Os trabalhos expostos desenvolveram de forma verticalizada diversas temáticas atinentes ao Direito Civil Contemporâneo, especialmente na relação dialogal com os Direitos da Personalidade, as novas tecnologias e a consequente Democratização do Direito Civil. As pesquisas ora apresentadas funcionam como canais indispensáveis nos debates e propostas das pendências existentes nos campos indicados e na busca de soluções efetivas para as problemáticas indicadas.
Bruna Dezevecki Olszewski e Dirce do Nascimento Pereira abordam o contexto de superexposição de crianças nas redes sociais pelos pais – fenômeno conhecido como sharenting – caracterizado pelo compartilhamento de imagens, dados ou informações relacionadas aos filhos ainda em tenra idade, no âmbito da Internet. Com isso, o estudo centra-se na problemática relacionada à colisão de direitos fundamentais, especificamente relacionados à liberdade de expressão dos pais para publicarem o que bem entenderem, em contraponto ao direito de imagem da criança, considerando a necessidade de lhe conferir proteção integral.

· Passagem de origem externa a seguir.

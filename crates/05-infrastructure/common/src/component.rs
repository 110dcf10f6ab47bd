//! 组件实例
//!
//! 容器内部以类型擦除的 [`ComponentInstance`] 保存组件。每个实例附带一张转换表，
//! 记录它可以被当作哪些类型（包括 `dyn Trait`）取出。

use crate::metadata::TypeInfo;
use std::any::{Any, TypeId};
use std::collections::HashMap;
use std::fmt;
use std::sync::Arc;

/// 类型擦除后的共享实例
pub type AnyArc = Arc<dyn Any + Send + Sync>;

/// 转换函数：把擦除后的实例转换为装箱的 `Arc<T>`
pub type CastFn = Arc<dyn Fn(&AnyArc) -> Option<Box<dyn Any + Send + Sync>> + Send + Sync>;

/// 构造从具体类型 `S` 到目标类型 `T` 的转换函数
///
/// ```ignore
/// let cast = upcast::<EnglishGreeter, dyn Greeter>(|g| g as Arc<dyn Greeter>);
/// ```
pub fn upcast<S, T>(convert: fn(Arc<S>) -> Arc<T>) -> CastFn
where
    S: Send + Sync + 'static,
    T: ?Sized + Send + Sync + 'static,
{
    Arc::new(move |any: &AnyArc| {
        let concrete = Arc::clone(any).downcast::<S>().ok()?;
        Some(Box::new(convert(concrete)) as Box<dyn Any + Send + Sync>)
    })
}

/// 类型转换表
#[derive(Clone, Default)]
pub struct CastTable {
    entries: HashMap<TypeId, (TypeInfo, CastFn)>,
}

impl CastTable {
    /// 创建空转换表
    pub fn new() -> Self {
        Self::default()
    }

    /// 创建仅包含自身类型的转换表
    pub fn identity<S: Send + Sync + 'static>() -> Self {
        let mut table = Self::new();
        table.insert(TypeInfo::of::<S>(), upcast::<S, S>(|s| s));
        table
    }

    /// 注册一个转换目标
    pub fn insert(&mut self, target: TypeInfo, cast: CastFn) {
        self.entries.insert(target.id, (target, cast));
    }

    /// 是否可以转换到目标类型
    pub fn contains(&self, target: &TypeInfo) -> bool {
        self.entries.contains_key(&target.id)
    }

    /// 合并另一张转换表
    pub fn merge(&mut self, other: &CastTable) {
        for (id, entry) in &other.entries {
            self.entries.insert(*id, entry.clone());
        }
    }

    /// 所有转换目标
    pub fn targets(&self) -> impl Iterator<Item = &TypeInfo> {
        self.entries.values().map(|(info, _)| info)
    }

    fn get(&self, id: TypeId) -> Option<&CastFn> {
        self.entries.get(&id).map(|(_, cast)| cast)
    }
}

impl fmt::Debug for CastTable {
    fn fmt(&self, f: &mut fmt::Formatter<'_>) -> fmt::Result {
        f.debug_list()
            .entries(self.targets().map(TypeInfo::short_name))
            .finish()
    }
}

/// 空实例的类型标记
#[derive(Debug)]
pub struct NullComponent;

/// 组件实例
///
/// 克隆只复制引用，不复制组件本身。工厂方法可以产生“空实例”，
/// 它会被缓存为单例，但不会出现在集合注入结果中。
#[derive(Clone)]
pub struct ComponentInstance {
    value: Option<AnyArc>,
    type_info: TypeInfo,
    casts: Arc<CastTable>,
}

impl ComponentInstance {
    /// 从组件值创建实例
    pub fn new<T: Send + Sync + 'static>(value: T) -> Self {
        Self::from_arc(Arc::new(value))
    }

    /// 从共享指针创建实例
    pub fn from_arc<T: Send + Sync + 'static>(value: Arc<T>) -> Self {
        Self {
            value: Some(value as AnyArc),
            type_info: TypeInfo::of::<T>(),
            casts: Arc::new(CastTable::identity::<T>()),
        }
    }

    /// 创建空实例
    pub fn null() -> Self {
        Self {
            value: None,
            type_info: TypeInfo::of::<NullComponent>(),
            casts: Arc::new(CastTable::new()),
        }
    }

    /// 是否为空实例
    pub fn is_null(&self) -> bool {
        self.value.is_none()
    }

    /// 实际类型
    pub fn type_info(&self) -> TypeInfo {
        self.type_info
    }

    /// 附加额外的转换目标
    pub fn with_casts(mut self, casts: &CastTable) -> Self {
        if self.value.is_some() {
            Arc::make_mut(&mut self.casts).merge(casts);
        }
        self
    }

    /// 按具体类型取出
    pub fn downcast<T: Send + Sync + 'static>(&self) -> Option<Arc<T>> {
        self.value.clone()?.downcast::<T>().ok()
    }

    /// 按已注册的转换目标取出，支持 `dyn Trait`
    pub fn cast<T: ?Sized + Send + Sync + 'static>(&self) -> Option<Arc<T>> {
        let value = self.value.as_ref()?;
        let cast = self.casts.get(TypeId::of::<T>())?;
        cast(value)?.downcast::<Arc<T>>().ok().map(|boxed| *boxed)
    }

    /// 是否可以作为目标类型使用
    pub fn can_cast_to(&self, target: &TypeInfo) -> bool {
        self.value.is_some() && self.casts.contains(target)
    }

    /// 可转换到的全部类型
    pub fn cast_targets(&self) -> Vec<TypeInfo> {
        self.casts.targets().copied().collect()
    }

    /// 是否指向同一个组件
    pub fn ptr_eq(&self, other: &ComponentInstance) -> bool {
        match (&self.value, &other.value) {
            (Some(a), Some(b)) => std::ptr::eq(
                Arc::as_ptr(a).cast::<()>(),
                Arc::as_ptr(b).cast::<()>(),
            ),
            (None, None) => true,
            _ => false,
        }
    }
}

impl fmt::Debug for ComponentInstance {
    fn fmt(&self, f: &mut fmt::Formatter<'_>) -> fmt::Result {
        if self.is_null() {
            return f.write_str("ComponentInstance(null)");
        }
        f.debug_struct("ComponentInstance")
            .field("type", &self.type_info.short_name())
            .field("casts", &self.casts)
            .finish()
    }
}
//! 值转换与表达式求值抽象

use infrastructure_common::{InjectionValue, TypeInfo};

/// 类型转换服务 trait
pub trait ConversionService: Send + Sync {
    /// 是否支持从 `from` 转换到 `to`
    fn can_convert(&self, from: &TypeInfo, to: &TypeInfo) -> bool;

    /// 把值转换为目标类型
    fn convert(
        &self,
        value: InjectionValue,
        to: &TypeInfo,
        from: Option<&TypeInfo>,
    ) -> anyhow::Result<InjectionValue>;
}

/// 表达式求值上下文
#[derive(Debug, Clone, Copy)]
pub struct EvaluationContext<'a> {
    /// 正在创建的组件名称
    pub component_name: &'a str,
    /// 组件作用域
    pub scope: &'a str,
}

/// 表达式求值器 trait
pub trait ExpressionEvaluator: Send + Sync {
    /// 对表达式求值，返回 `None` 表示结果为空
    fn evaluate(
        &self,
        expression: &str,
        context: &EvaluationContext<'_>,
    ) -> anyhow::Result<Option<serde_json::Value>>;
}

William Paiva Marques Júnior investiga os desafios impostos ao Direito Civil Contemporâneo a partir da positivação do princípio da boa-fé objetiva, que incluiu o paradigma da eticidade. Nesse contexto, a boa-fé objetiva surge como elemento instrumental em todos os ramos civis atuando como elo entre os fenômenos da Ética e do Direito, especialmente em matéria de Direito dos Contratos. Objetiva-se analisar a função instrumental da boa-fé, contemplada pelo Código Civil de 2002, no campo do Direito Contratual, a irradiar os seus efeitos nos aspectos obrigacionais, familiares, sucessórios e patrimoniais (incluindo a responsabilidade civil).
Matheus Pasqualin Zanon , Aline Hoffmann e Paulo Roberto Ramos Alves refletem sobre a evolução das estruturas familiares na democracia, revelando uma relação complexa entre mudanças nas famílias e os princípios democráticos. Diferentes modelos democráticos moldaram as políticas de direito de família, com abordagens inclusivas reconhecendo e protegendo diversas formas familiares. Movimentos sociais, como os de direitos LGBTQIAP+ e igualdade de gênero, impulsionaram essas mudanças, enquanto a democracia respondeu a essas demandas por meio de legislações progressistas. No entanto, desafios persistem, como desigualdades entre grupos familiares. A relação é recíproca: as mudanças familiares influenciam a democracia e vice-versa. A compreensão da diversidade familiar e a proteção dos direitos fundamentais sob princípios democráticos são cruciais para o entendimento da sociedade. Enquanto as sociedades continuam a evoluir, esta interseção entre democracia e estruturas familiares permanecerá vital para promover igualdade, justiça e direitos humanos em nossa complexa e variada paisagem social, visto que a família é a primeira sociedade em que o sujeito está inserido.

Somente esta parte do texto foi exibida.